_Exercise aim_
The expected output is every entry that follows, reproduced exactly.

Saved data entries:
....
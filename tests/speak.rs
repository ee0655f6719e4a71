//! End-to-end speech animation tests
//!
//! Runs the full control loop against recording actuators and silent outputs

use std::sync::Arc;
use std::time::{Duration, Instant};

use servomouth::Error;
use servomouth::config::AnimationConfig;

mod common;

use common::{
    BrokenOutput, CountingOutput, RecordedRig, RecordingActuator, animation, dc_clip, sine_clip,
    speaker,
};

#[tokio::test]
async fn test_sine_clip_drives_mouth_in_real_time() {
    let recorded = RecordedRig::new();
    let output = CountingOutput::default();
    let mut speaker = speaker(
        &recorded,
        Arc::new(output.clone()),
        animation(Duration::from_millis(100), 60.0),
    );
    let clip = Arc::new(sine_clip(440.0, 1.0, 0.5, 16_000));

    let begun = Instant::now();
    speaker.speak(clip).await.unwrap();
    let elapsed = begun.elapsed();

    // 1.0 s of windows plus 0.25 s trailing delay, 50 ms of jitter
    assert!(elapsed >= Duration::from_millis(1_200), "elapsed {elapsed:?}");
    assert!(elapsed <= Duration::from_millis(1_300), "elapsed {elapsed:?}");
    assert_eq!(output.plays(), 1);

    // Ten windows, then the mouth returns to rest
    let writes = recorded.mouth.writes();
    assert_eq!(writes.len(), 11);
    for angle in &writes[..10] {
        assert!((angle - 42.43).abs() < 0.1, "angle = {angle}");
    }
    assert!(writes[10].abs() < f32::EPSILON);

    // Arms got one gesture step per window
    for arm in &recorded.arms {
        let steps = arm.writes();
        assert_eq!(steps.len(), 10);
        let mut previous = 0.0_f32;
        for angle in steps {
            assert!((angle - previous).abs() <= 1.0 + 1e-4);
            previous = angle;
        }
    }
}

#[tokio::test]
async fn test_silent_clip_keeps_mouth_closed() {
    let recorded = RecordedRig::new();
    let mut speaker = speaker(
        &recorded,
        Arc::new(CountingOutput::default()),
        animation(Duration::from_millis(10), 60.0),
    );

    speaker
        .speak(Arc::new(dc_clip(0.0, 1_600, 16_000)))
        .await
        .unwrap();

    let writes = recorded.mouth.writes();
    assert_eq!(writes.len(), 11);
    assert!(writes.iter().all(|a| *a == 0.0));
}

#[tokio::test]
async fn test_sub_sample_interval_fails_before_playback() {
    let recorded = RecordedRig::new();
    let output = CountingOutput::default();
    let mut speaker = speaker(
        &recorded,
        Arc::new(output.clone()),
        animation(Duration::from_micros(20), 60.0),
    );

    let result = speaker.speak(Arc::new(dc_clip(0.5, 16_000, 16_000))).await;

    assert!(matches!(result, Err(Error::Config(_))));
    assert_eq!(output.plays(), 0);
    assert!(recorded.mouth.writes().is_empty());
}

#[tokio::test]
async fn test_playback_start_failure_moves_nothing() {
    let recorded = RecordedRig::new();
    let mut speaker = speaker(
        &recorded,
        Arc::new(common::BrokenOutput),
        animation(Duration::from_millis(10), 60.0),
    );

    let result = speaker.speak(Arc::new(dc_clip(0.5, 1_600, 16_000))).await;

    assert!(matches!(result, Err(Error::PlaybackStart(_))));
    assert_eq!(recorded.mouth.attempts(), 0);
    assert!(recorded.arms.iter().all(|arm| arm.attempts() == 0));
}

#[tokio::test]
async fn test_actuator_failures_do_not_abort() {
    let recorded = RecordedRig::with_mouth(RecordingActuator::failing_every(2));
    let mut speaker = speaker(
        &recorded,
        Arc::new(CountingOutput::default()),
        animation(Duration::from_millis(10), 60.0),
    );

    // 20 windows plus the rest write
    speaker
        .speak(Arc::new(dc_clip(0.5, 3_200, 16_000)))
        .await
        .unwrap();

    assert_eq!(recorded.mouth.attempts(), 21);
    assert_eq!(recorded.mouth.writes().len(), 11);
}

#[tokio::test]
async fn test_late_windows_are_still_applied() {
    // Every write outlasts its 10 ms window
    let recorded = RecordedRig::with_mouth(RecordingActuator::slow(Duration::from_millis(15)));
    let animation = AnimationConfig {
        gestures: false,
        ..animation(Duration::from_millis(10), 60.0)
    };
    let mut speaker = speaker(&recorded, Arc::new(CountingOutput::default()), animation);

    let begun = Instant::now();
    speaker
        .speak(Arc::new(dc_clip(0.5, 1_600, 16_000)))
        .await
        .unwrap();

    // Ten windows, none skipped, then the rest write
    let writes = recorded.mouth.writes();
    assert_eq!(writes.len(), 11);
    assert!(writes[..10].iter().all(|a| (a - 60.0).abs() < 1e-4));
    assert!(writes[10].abs() < f32::EPSILON);

    // Writes alone take 150 ms against a 100 ms clip
    assert!(begun.elapsed() >= Duration::from_millis(150));
}

#[tokio::test]
async fn test_pre_roll_delays_without_compressing() {
    let recorded = RecordedRig::new();
    let animation = AnimationConfig {
        pre_roll: Duration::from_millis(200),
        ..animation(Duration::from_millis(50), 60.0)
    };
    let mut speaker = speaker(&recorded, Arc::new(CountingOutput::default()), animation);

    let begun = Instant::now();
    speaker
        .speak(Arc::new(dc_clip(0.5, 8_000, 16_000)))
        .await
        .unwrap();
    let elapsed = begun.elapsed();

    // 0.2 s pre-roll + 0.5 s clip + 0.25 s trailing
    assert!(elapsed >= Duration::from_millis(930), "elapsed {elapsed:?}");
    assert!(elapsed <= Duration::from_millis(1_050), "elapsed {elapsed:?}");
    assert_eq!(recorded.mouth.writes().len(), 11);
}

#[tokio::test]
async fn test_interrupt_stops_early() {
    let recorded = RecordedRig::new();
    let mut speaker = speaker(
        &recorded,
        Arc::new(CountingOutput::default()),
        animation(Duration::from_millis(10), 60.0),
    );
    let interrupt = speaker.interrupt();

    tokio::spawn(async move {
        tokio::time::sleep(Duration::from_millis(200)).await;
        interrupt.trigger();
    });

    let begun = Instant::now();
    let result = speaker.speak(Arc::new(sine_clip(220.0, 5.0, 0.5, 16_000))).await;

    assert!(matches!(result, Err(Error::Interrupted)));
    assert!(begun.elapsed() < Duration::from_secs(2));

    let writes = recorded.mouth.writes();
    assert!(writes.len() < 100, "{} writes", writes.len());
    assert!(writes.last().is_some_and(|a| *a == 0.0));
}

#[tokio::test]
async fn test_back_to_back_calls_reuse_the_rig() {
    let recorded = RecordedRig::new();
    let mut speaker = speaker(
        &recorded,
        Arc::new(CountingOutput::default()),
        animation(Duration::from_millis(50), 45.0),
    );
    let clip = Arc::new(dc_clip(0.5, 1_600, 16_000));

    speaker.speak(Arc::clone(&clip)).await.unwrap();
    speaker.speak(clip).await.unwrap();

    // Two windows per call, each followed by a rest write
    let writes = recorded.mouth.writes();
    assert_eq!(writes, vec![45.0, 45.0, 0.0, 45.0, 45.0, 0.0]);
}

#[allow(dead_code)]
fn assert_outputs_are_shareable() {
    fn shareable<T: Send + Sync>() {}
    shareable::<BrokenOutput>();
    shareable::<CountingOutput>();
}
....
_Written response_
filename tests/speak.rs
repository ee0655f6719e4a71
//! End-to-end speech animation tests
//!
//! Runs the full control loop against recording actuators and silent outputs

use std::sync::Arc;
use std::time::{Duration, Instant};

use servomouth::Error;
use servomouth::config::AnimationConfig;

mod common;

use common::{
    BrokenOutput, CountingOutput, RecordedRig, RecordingActuator, animation, dc_clip, sine_clip,
    speaker,
};

#[tokio::test]
async fn test_sine_clip_drives_mouth_in_real_time() {
    let recorded = RecordedRig::new();
    let output = CountingOutput::default();
    let mut speaker = speaker(
        &recorded,
        Arc::new(output.clone()),
        animation(Duration::from_millis(100), 60.0),
    );
    let clip = Arc::new(sine_clip(440.0, 1.0, 0.5, 16_000));

    let begun = Instant::now();
    speaker.speak(clip).await.unwrap();
    let elapsed = begun.elapsed();

    // 1.0 s of windows plus 0.25 s trailing delay, 50 ms of jitter
    assert!(elapsed >= Duration::from_millis(1_200), "elapsed {elapsed:?}");
    assert!(elapsed <= Duration::from_millis(1_300), "elapsed {elapsed:?}");
    assert_eq!(output.plays(), 1);

    // Ten windows, then the mouth returns to rest
    let writes = recorded.mouth.writes();
    assert_eq!(writes.len(), 11);
    for angle in &writes[..10] {
        assert!((angle - 42.43).abs() < 0.1, "angle = {angle}");
    }
    assert!(writes[10].abs() < f32::EPSILON);

    // Arms got one gesture step per window
    for arm in &recorded.arms {
        let steps = arm.writes();
        assert_eq!(steps.len(), 10);
        let mut previous = 0.0_f32;
        for angle in steps {
            assert!((angle - previous).abs() <= 1.0 + 1e-4);
            previous = angle;
        }
    }
}

#[tokio::test]
async fn test_silent_clip_keeps_mouth_closed() {
    let recorded = RecordedRig::new();
    let mut speaker = speaker(
        &recorded,
        Arc::new(CountingOutput::default()),
        animation(Duration::from_millis(10), 60.0),
    );

    speaker
        .speak(Arc::new(dc_clip(0.0, 1_600, 16_000)))
        .await
        .unwrap();

    let writes = recorded.mouth.writes();
    assert_eq!(writes.len(), 11);
    assert!(writes.iter().all(|a| *a == 0.0));
}

#[tokio::test]
async fn test_sub_sample_interval_fails_before_playback() {
    let recorded = RecordedRig::new();
    let output = CountingOutput::default();
    let mut speaker = speaker(
        &recorded,
        Arc::new(output.clone()),
        animation(Duration::from_micros(20), 60.0),
    );

    let result = speaker.speak(Arc::new(dc_clip(0.5, 16_000, 16_000))).await;

    assert!(matches!(result, Err(Error::Config(_))));
    assert_eq!(output.plays(), 0);
    assert!(recorded.mouth.writes().is_empty());
}

#[tokio::test]
async fn test_playback_start_failure_moves_nothing() {
    let recorded = RecordedRig::new();
    let mut speaker = speaker(
        &recorded,
        Arc::new(common::BrokenOutput),
        animation(Duration::from_millis(10), 60.0),
    );

    let result = speaker.speak(Arc::new(dc_clip(0.5, 1_600, 16_000))).await;

    assert!(matches!(result, Err(Error::PlaybackStart(_))));
    assert_eq!(recorded.mouth.attempts(), 0);
    assert!(recorded.arms.iter().all(|arm| arm.attempts() == 0));
}

#[tokio::test]
async fn test_actuator_failures_do_not_abort() {
    let recorded = RecordedRig::with_mouth(RecordingActuator::failing_every(2));
    let mut speaker = speaker(
        &recorded,
        Arc::new(CountingOutput::default()),
        animation(Duration::from_millis(10), 60.0),
    );

    // 20 windows plus the rest write
    speaker
        .speak(Arc::new(dc_clip(0.5, 3_200, 16_000)))
        .await
        .unwrap();

    assert_eq!(recorded.mouth.attempts(), 21);
    assert_eq!(recorded.mouth.writes().len(), 11);
}

#[tokio::test]
async fn test_late_windows_are_still_applied() {
    // Every write outlasts its 10 ms window
    let recorded = RecordedRig::with_mouth(RecordingActuator::slow(Duration::from_millis(15)));
    let animation = AnimationConfig {
        gestures: false,
        ..animation(Duration::from_millis(10), 60.0)
    };
    let mut speaker = speaker(&recorded, Arc::new(CountingOutput::default()), animation);

    let begun = Instant::now();
    speaker
        .speak(Arc::new(dc_clip(0.5, 1_600, 16_000)))
        .await
        .unwrap();

    // Ten windows, none skipped, then the rest write
    let writes = recorded.mouth.writes();
    assert_eq!(writes.len(), 11);
    assert!(writes[..10].iter().all(|a| (a - 60.0).abs() < 1e-4));
    assert!(writes[10].abs() < f32::EPSILON);

    // Writes alone take 150 ms against a 100 ms clip
    assert!(begun.elapsed() >= Duration::from_millis(150));
}

#[tokio::test]
async fn test_pre_roll_delays_without_compressing() {
    let recorded = RecordedRig::new();
    let animation = AnimationConfig {
        pre_roll: Duration::from_millis(200),
        ..animation(Duration::from_millis(50), 60.0)
    };
    let mut speaker = speaker(&recorded, Arc::new(CountingOutput::default()), animation);

    let begun = Instant::now();
    speaker
        .speak(Arc::new(dc_clip(0.5, 8_000, 16_000)))
        .await
        .unwrap();
    let elapsed = begun.elapsed();

    // 0.2 s pre-roll + 0.5 s clip + 0.25 s trailing
    assert!(elapsed >= Duration::from_millis(930), "elapsed {elapsed:?}");
    assert!(elapsed <= Duration::from_millis(1_050), "elapsed {elapsed:?}");
    assert_eq!(recorded.mouth.writes().len(), 11);
}

#[tokio::test]
async fn test_interrupt_stops_early() {
    let recorded = RecordedRig::new();
    let mut speaker = speaker(
        &recorded,
        Arc::new(CountingOutput::default()),
        animation(Duration::from_millis(10), 60.0),
    );
    let interrupt = speaker.interrupt();

    tokio::spawn(async move {
        tokio::time::sleep(Duration::from_millis(200)).await;
        interrupt.trigger();
    });

    let begun = Instant::now();
    let result = speaker.speak(Arc::new(sine_clip(220.0, 5.0, 0.5, 16_000))).await;

    assert!(matches!(result, Err(Error::Interrupted)));
    assert!(begun.elapsed() < Duration::from_secs(2));

    let writes = recorded.mouth.writes();
    assert!(writes.len() < 100, "{} writes", writes.len());
    assert!(writes.last().is_some_and(|a| *a == 0.0));
}

#[tokio::test]
async fn test_back_to_back_calls_reuse_the_rig() {
    let recorded = RecordedRig::new();
    let mut speaker = speaker(
        &recorded,
        Arc::new(CountingOutput::default()),
        animation(Duration::from_millis(50), 45.0),
    );
    let clip = Arc::new(dc_clip(0.5, 1_600, 16_000));

    speaker.speak(Arc::clone(&clip)).await.unwrap();
    speaker.speak(clip).await.unwrap();

    // Two windows per call, each followed by a rest write
    let writes = recorded.mouth.writes();
    assert_eq!(writes, vec![45.0, 45.0, 0.0, 45.0, 45.0, 0.0]);
}

#[allow(dead_code)]
fn assert_outputs_are_shareable() {
    fn shareable<T: Send + Sync>() {}
    shareable::<BrokenOutput>();
    shareable::<CountingOutput>();
}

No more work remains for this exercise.